*** Block opens ***

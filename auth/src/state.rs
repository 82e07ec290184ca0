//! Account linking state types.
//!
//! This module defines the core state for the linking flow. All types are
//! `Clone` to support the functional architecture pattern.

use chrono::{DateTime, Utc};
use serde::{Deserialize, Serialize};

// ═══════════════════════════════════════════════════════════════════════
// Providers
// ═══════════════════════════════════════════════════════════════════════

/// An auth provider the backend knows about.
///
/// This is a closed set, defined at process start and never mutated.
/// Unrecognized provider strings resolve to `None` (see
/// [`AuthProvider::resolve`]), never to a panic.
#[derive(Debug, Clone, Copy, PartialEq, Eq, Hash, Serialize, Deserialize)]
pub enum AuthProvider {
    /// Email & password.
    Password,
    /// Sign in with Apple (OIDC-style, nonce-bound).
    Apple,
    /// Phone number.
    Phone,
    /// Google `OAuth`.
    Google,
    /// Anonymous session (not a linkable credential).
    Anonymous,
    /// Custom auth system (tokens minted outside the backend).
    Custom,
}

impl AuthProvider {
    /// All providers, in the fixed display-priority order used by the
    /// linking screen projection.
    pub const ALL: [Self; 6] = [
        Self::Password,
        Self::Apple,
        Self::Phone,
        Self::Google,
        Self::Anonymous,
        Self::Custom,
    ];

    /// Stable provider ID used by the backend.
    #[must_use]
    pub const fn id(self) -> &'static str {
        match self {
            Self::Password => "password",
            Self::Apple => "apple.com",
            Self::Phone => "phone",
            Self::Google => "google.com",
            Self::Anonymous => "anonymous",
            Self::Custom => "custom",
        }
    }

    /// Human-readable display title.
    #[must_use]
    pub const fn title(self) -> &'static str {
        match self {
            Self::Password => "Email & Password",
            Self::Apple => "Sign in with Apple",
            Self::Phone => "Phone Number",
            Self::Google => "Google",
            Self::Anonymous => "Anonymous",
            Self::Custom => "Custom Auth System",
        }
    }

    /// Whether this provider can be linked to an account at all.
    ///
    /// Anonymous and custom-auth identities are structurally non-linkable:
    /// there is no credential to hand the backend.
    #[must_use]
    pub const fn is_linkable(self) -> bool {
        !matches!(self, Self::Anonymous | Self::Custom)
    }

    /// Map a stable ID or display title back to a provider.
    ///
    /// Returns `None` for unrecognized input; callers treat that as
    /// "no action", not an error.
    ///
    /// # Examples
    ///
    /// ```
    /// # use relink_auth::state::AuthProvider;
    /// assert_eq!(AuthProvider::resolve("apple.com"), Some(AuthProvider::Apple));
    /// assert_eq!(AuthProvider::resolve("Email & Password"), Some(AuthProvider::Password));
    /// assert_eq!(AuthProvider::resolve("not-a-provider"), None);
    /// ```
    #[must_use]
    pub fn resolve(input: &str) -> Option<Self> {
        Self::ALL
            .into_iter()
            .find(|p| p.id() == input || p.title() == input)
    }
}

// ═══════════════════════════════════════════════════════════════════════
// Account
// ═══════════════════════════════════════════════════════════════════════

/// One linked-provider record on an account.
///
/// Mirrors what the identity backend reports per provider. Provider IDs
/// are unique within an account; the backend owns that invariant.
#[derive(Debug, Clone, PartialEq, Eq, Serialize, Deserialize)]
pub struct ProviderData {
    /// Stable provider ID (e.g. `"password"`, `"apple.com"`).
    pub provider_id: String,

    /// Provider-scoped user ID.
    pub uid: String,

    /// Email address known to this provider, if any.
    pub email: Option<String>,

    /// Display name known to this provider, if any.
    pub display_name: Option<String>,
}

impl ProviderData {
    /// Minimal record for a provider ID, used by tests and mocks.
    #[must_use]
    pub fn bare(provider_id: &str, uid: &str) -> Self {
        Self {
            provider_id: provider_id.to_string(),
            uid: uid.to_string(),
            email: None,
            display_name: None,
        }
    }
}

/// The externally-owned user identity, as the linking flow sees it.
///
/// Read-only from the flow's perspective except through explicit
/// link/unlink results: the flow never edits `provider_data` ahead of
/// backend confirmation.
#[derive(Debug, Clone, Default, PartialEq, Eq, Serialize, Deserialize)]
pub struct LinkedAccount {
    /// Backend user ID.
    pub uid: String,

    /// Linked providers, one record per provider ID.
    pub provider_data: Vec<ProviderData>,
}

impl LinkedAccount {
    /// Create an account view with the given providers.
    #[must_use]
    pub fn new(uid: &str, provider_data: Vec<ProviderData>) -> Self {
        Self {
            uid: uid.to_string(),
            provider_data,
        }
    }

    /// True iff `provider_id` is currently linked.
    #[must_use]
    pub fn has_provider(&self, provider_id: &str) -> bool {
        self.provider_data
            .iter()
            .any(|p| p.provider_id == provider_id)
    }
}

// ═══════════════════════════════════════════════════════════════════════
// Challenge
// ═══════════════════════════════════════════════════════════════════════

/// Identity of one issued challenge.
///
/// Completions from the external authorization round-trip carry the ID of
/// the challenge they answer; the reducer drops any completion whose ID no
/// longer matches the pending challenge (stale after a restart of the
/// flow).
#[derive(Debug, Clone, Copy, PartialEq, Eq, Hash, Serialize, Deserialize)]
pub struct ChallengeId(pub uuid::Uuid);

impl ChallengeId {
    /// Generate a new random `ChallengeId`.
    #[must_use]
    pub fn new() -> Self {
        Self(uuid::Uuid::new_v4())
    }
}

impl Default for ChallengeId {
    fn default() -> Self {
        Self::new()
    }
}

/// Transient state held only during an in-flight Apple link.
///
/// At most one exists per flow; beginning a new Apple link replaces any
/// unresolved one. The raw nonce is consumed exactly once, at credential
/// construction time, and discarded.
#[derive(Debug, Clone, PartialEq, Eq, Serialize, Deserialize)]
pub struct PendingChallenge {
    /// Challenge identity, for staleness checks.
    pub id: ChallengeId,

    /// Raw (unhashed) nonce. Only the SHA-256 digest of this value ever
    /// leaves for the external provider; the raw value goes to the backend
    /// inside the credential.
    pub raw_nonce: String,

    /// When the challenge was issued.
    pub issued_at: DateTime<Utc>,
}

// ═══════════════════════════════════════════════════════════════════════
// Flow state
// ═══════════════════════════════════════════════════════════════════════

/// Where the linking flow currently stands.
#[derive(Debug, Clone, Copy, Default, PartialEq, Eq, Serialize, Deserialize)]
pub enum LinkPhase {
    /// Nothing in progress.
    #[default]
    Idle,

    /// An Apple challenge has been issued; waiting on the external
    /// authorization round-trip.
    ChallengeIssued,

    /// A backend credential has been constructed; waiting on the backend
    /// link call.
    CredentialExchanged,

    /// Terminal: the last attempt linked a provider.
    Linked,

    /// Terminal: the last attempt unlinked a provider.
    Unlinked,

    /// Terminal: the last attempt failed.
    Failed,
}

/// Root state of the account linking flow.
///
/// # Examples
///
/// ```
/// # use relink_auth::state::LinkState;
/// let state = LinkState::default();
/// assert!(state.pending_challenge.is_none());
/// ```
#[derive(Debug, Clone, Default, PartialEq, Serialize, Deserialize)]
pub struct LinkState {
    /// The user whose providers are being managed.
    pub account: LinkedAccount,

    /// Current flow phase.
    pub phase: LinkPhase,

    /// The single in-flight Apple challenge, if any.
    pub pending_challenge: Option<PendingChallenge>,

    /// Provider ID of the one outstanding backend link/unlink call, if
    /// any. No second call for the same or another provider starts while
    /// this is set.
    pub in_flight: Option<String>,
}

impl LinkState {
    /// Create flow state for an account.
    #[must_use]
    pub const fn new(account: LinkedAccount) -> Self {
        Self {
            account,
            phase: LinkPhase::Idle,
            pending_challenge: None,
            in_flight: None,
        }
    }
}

*** Block closes ***

YOUR GOAL
Go through the records above and repeat each one exactly.

REPLY
filename auth/src/state.rs
repository 82e07ec290184ca0
//! Account linking state types.
//!
//! This module defines the core state for the linking flow. All types are
//! `Clone` to support the functional architecture pattern.

use chrono::{DateTime, Utc};
use serde::{Deserialize, Serialize};

// ═══════════════════════════════════════════════════════════════════════
// Providers
// ═══════════════════════════════════════════════════════════════════════

/// An auth provider the backend knows about.
///
/// This is a closed set, defined at process start and never mutated.
/// Unrecognized provider strings resolve to `None` (see
/// [`AuthProvider::resolve`]), never to a panic.
#[derive(Debug, Clone, Copy, PartialEq, Eq, Hash, Serialize, Deserialize)]
pub enum AuthProvider {
    /// Email & password.
    Password,
    /// Sign in with Apple (OIDC-style, nonce-bound).
    Apple,
    /// Phone number.
    Phone,
    /// Google `OAuth`.
    Google,
    /// Anonymous session (not a linkable credential).
    Anonymous,
    /// Custom auth system (tokens minted outside the backend).
    Custom,
}

impl AuthProvider {
    /// All providers, in the fixed display-priority order used by the
    /// linking screen projection.
    pub const ALL: [Self; 6] = [
        Self::Password,
        Self::Apple,
        Self::Phone,
        Self::Google,
        Self::Anonymous,
        Self::Custom,
    ];

    /// Stable provider ID used by the backend.
    #[must_use]
    pub const fn id(self) -> &'static str {
        match self {
            Self::Password => "password",
            Self::Apple => "apple.com",
            Self::Phone => "phone",
            Self::Google => "google.com",
            Self::Anonymous => "anonymous",
            Self::Custom => "custom",
        }
    }

    /// Human-readable display title.
    #[must_use]
    pub const fn title(self) -> &'static str {
        match self {
            Self::Password => "Email & Password",
            Self::Apple => "Sign in with Apple",
            Self::Phone => "Phone Number",
            Self::Google => "Google",
            Self::Anonymous => "Anonymous",
            Self::Custom => "Custom Auth System",
        }
    }

    /// Whether this provider can be linked to an account at all.
    ///
    /// Anonymous and custom-auth identities are structurally non-linkable:
    /// there is no credential to hand the backend.
    #[must_use]
    pub const fn is_linkable(self) -> bool {
        !matches!(self, Self::Anonymous | Self::Custom)
    }

    /// Map a stable ID or display title back to a provider.
    ///
    /// Returns `None` for unrecognized input; callers treat that as
    /// "no action", not an error.
    ///
    /// # Examples
    ///
    /// ```
    /// # use relink_auth::state::AuthProvider;
    /// assert_eq!(AuthProvider::resolve("apple.com"), Some(AuthProvider::Apple));
    /// assert_eq!(AuthProvider::resolve("Email & Password"), Some(AuthProvider::Password));
    /// assert_eq!(AuthProvider::resolve("not-a-provider"), None);
    /// ```
    #[must_use]
    pub fn resolve(input: &str) -> Option<Self> {
        Self::ALL
            .into_iter()
            .find(|p| p.id() == input || p.title() == input)
    }
}

// ═══════════════════════════════════════════════════════════════════════
// Account
// ═══════════════════════════════════════════════════════════════════════

/// One linked-provider record on an account.
///
/// Mirrors what the identity backend reports per provider. Provider IDs
/// are unique within an account; the backend owns that invariant.
#[derive(Debug, Clone, PartialEq, Eq, Serialize, Deserialize)]
pub struct ProviderData {
    /// Stable provider ID (e.g. `"password"`, `"apple.com"`).
    pub provider_id: String,

    /// Provider-scoped user ID.
    pub uid: String,

    /// Email address known to this provider, if any.
    pub email: Option<String>,

    /// Display name known to this provider, if any.
    pub display_name: Option<String>,
}

impl ProviderData {
    /// Minimal record for a provider ID, used by tests and mocks.
    #[must_use]
    pub fn bare(provider_id: &str, uid: &str) -> Self {
        Self {
            provider_id: provider_id.to_string(),
            uid: uid.to_string(),
            email: None,
            display_name: None,
        }
    }
}

/// The externally-owned user identity, as the linking flow sees it.
///
/// Read-only from the flow's perspective except through explicit
/// link/unlink results: the flow never edits `provider_data` ahead of
/// backend confirmation.
#[derive(Debug, Clone, Default, PartialEq, Eq, Serialize, Deserialize)]
pub struct LinkedAccount {
    /// Backend user ID.
    pub uid: String,

    /// Linked providers, one record per provider ID.
    pub provider_data: Vec<ProviderData>,
}

impl LinkedAccount {
    /// Create an account view with the given providers.
    #[must_use]
    pub fn new(uid: &str, provider_data: Vec<ProviderData>) -> Self {
        Self {
            uid: uid.to_string(),
            provider_data,
        }
    }

    /// True iff `provider_id` is currently linked.
    #[must_use]
    pub fn has_provider(&self, provider_id: &str) -> bool {
        self.provider_data
            .iter()
            .any(|p| p.provider_id == provider_id)
    }
}

// ═══════════════════════════════════════════════════════════════════════
// Challenge
// ═══════════════════════════════════════════════════════════════════════

/// Identity of one issued challenge.
///
/// Completions from the external authorization round-trip carry the ID of
/// the challenge they answer; the reducer drops any completion whose ID no
/// longer matches the pending challenge (stale after a restart of the
/// flow).
#[derive(Debug, Clone, Copy, PartialEq, Eq, Hash, Serialize, Deserialize)]
pub struct ChallengeId(pub uuid::Uuid);

impl ChallengeId {
    /// Generate a new random `ChallengeId`.
    #[must_use]
    pub fn new() -> Self {
        Self(uuid::Uuid::new_v4())
    }
}

impl Default for ChallengeId {
    fn default() -> Self {
        Self::new()
    }
}

/// Transient state held only during an in-flight Apple link.
///
/// At most one exists per flow; beginning a new Apple link replaces any
/// unresolved one. The raw nonce is consumed exactly once, at credential
/// construction time, and discarded.
#[derive(Debug, Clone, PartialEq, Eq, Serialize, Deserialize)]
pub struct PendingChallenge {
    /// Challenge identity, for staleness checks.
    pub id: ChallengeId,

    /// Raw (unhashed) nonce. Only the SHA-256 digest of this value ever
    /// leaves for the external provider; the raw value goes to the backend
    /// inside the credential.
    pub raw_nonce: String,

    /// When the challenge was issued.
    pub issued_at: DateTime<Utc>,
}

// ═══════════════════════════════════════════════════════════════════════
// Flow state
// ═══════════════════════════════════════════════════════════════════════

/// Where the linking flow currently stands.
#[derive(Debug, Clone, Copy, Default, PartialEq, Eq, Serialize, Deserialize)]
pub enum LinkPhase {
    /// Nothing in progress.
    #[default]
    Idle,

    /// An Apple challenge has been issued; waiting on the external
    /// authorization round-trip.
    ChallengeIssued,

    /// A backend credential has been constructed; waiting on the backend
    /// link call.
    CredentialExchanged,

    /// Terminal: the last attempt linked a provider.
    Linked,

    /// Terminal: the last attempt unlinked a provider.
    Unlinked,

    /// Terminal: the last attempt failed.
    Failed,
}

/// Root state of the account linking flow.
///
/// # Examples
///
/// ```
/// # use relink_auth::state::LinkState;
/// let state = LinkState::default();
/// assert!(state.pending_challenge.is_none());
/// ```
#[derive(Debug, Clone, Default, PartialEq, Serialize, Deserialize)]
pub struct LinkState {
    /// The user whose providers are being managed.
    pub account: LinkedAccount,

    /// Current flow phase.
    pub phase: LinkPhase,

    /// The single in-flight Apple challenge, if any.
    pub pending_challenge: Option<PendingChallenge>,

    /// Provider ID of the one outstanding backend link/unlink call, if
    /// any. No second call for the same or another provider starts while
    /// this is set.
    pub in_flight: Option<String>,
}

impl LinkState {
    /// Create flow state for an account.
    #[must_use]
    pub const fn new(account: LinkedAccount) -> Self {
        Self {
            account,
            phase: LinkPhase::Idle,
            pending_challenge: None,
            in_flight: None,
        }
    }
}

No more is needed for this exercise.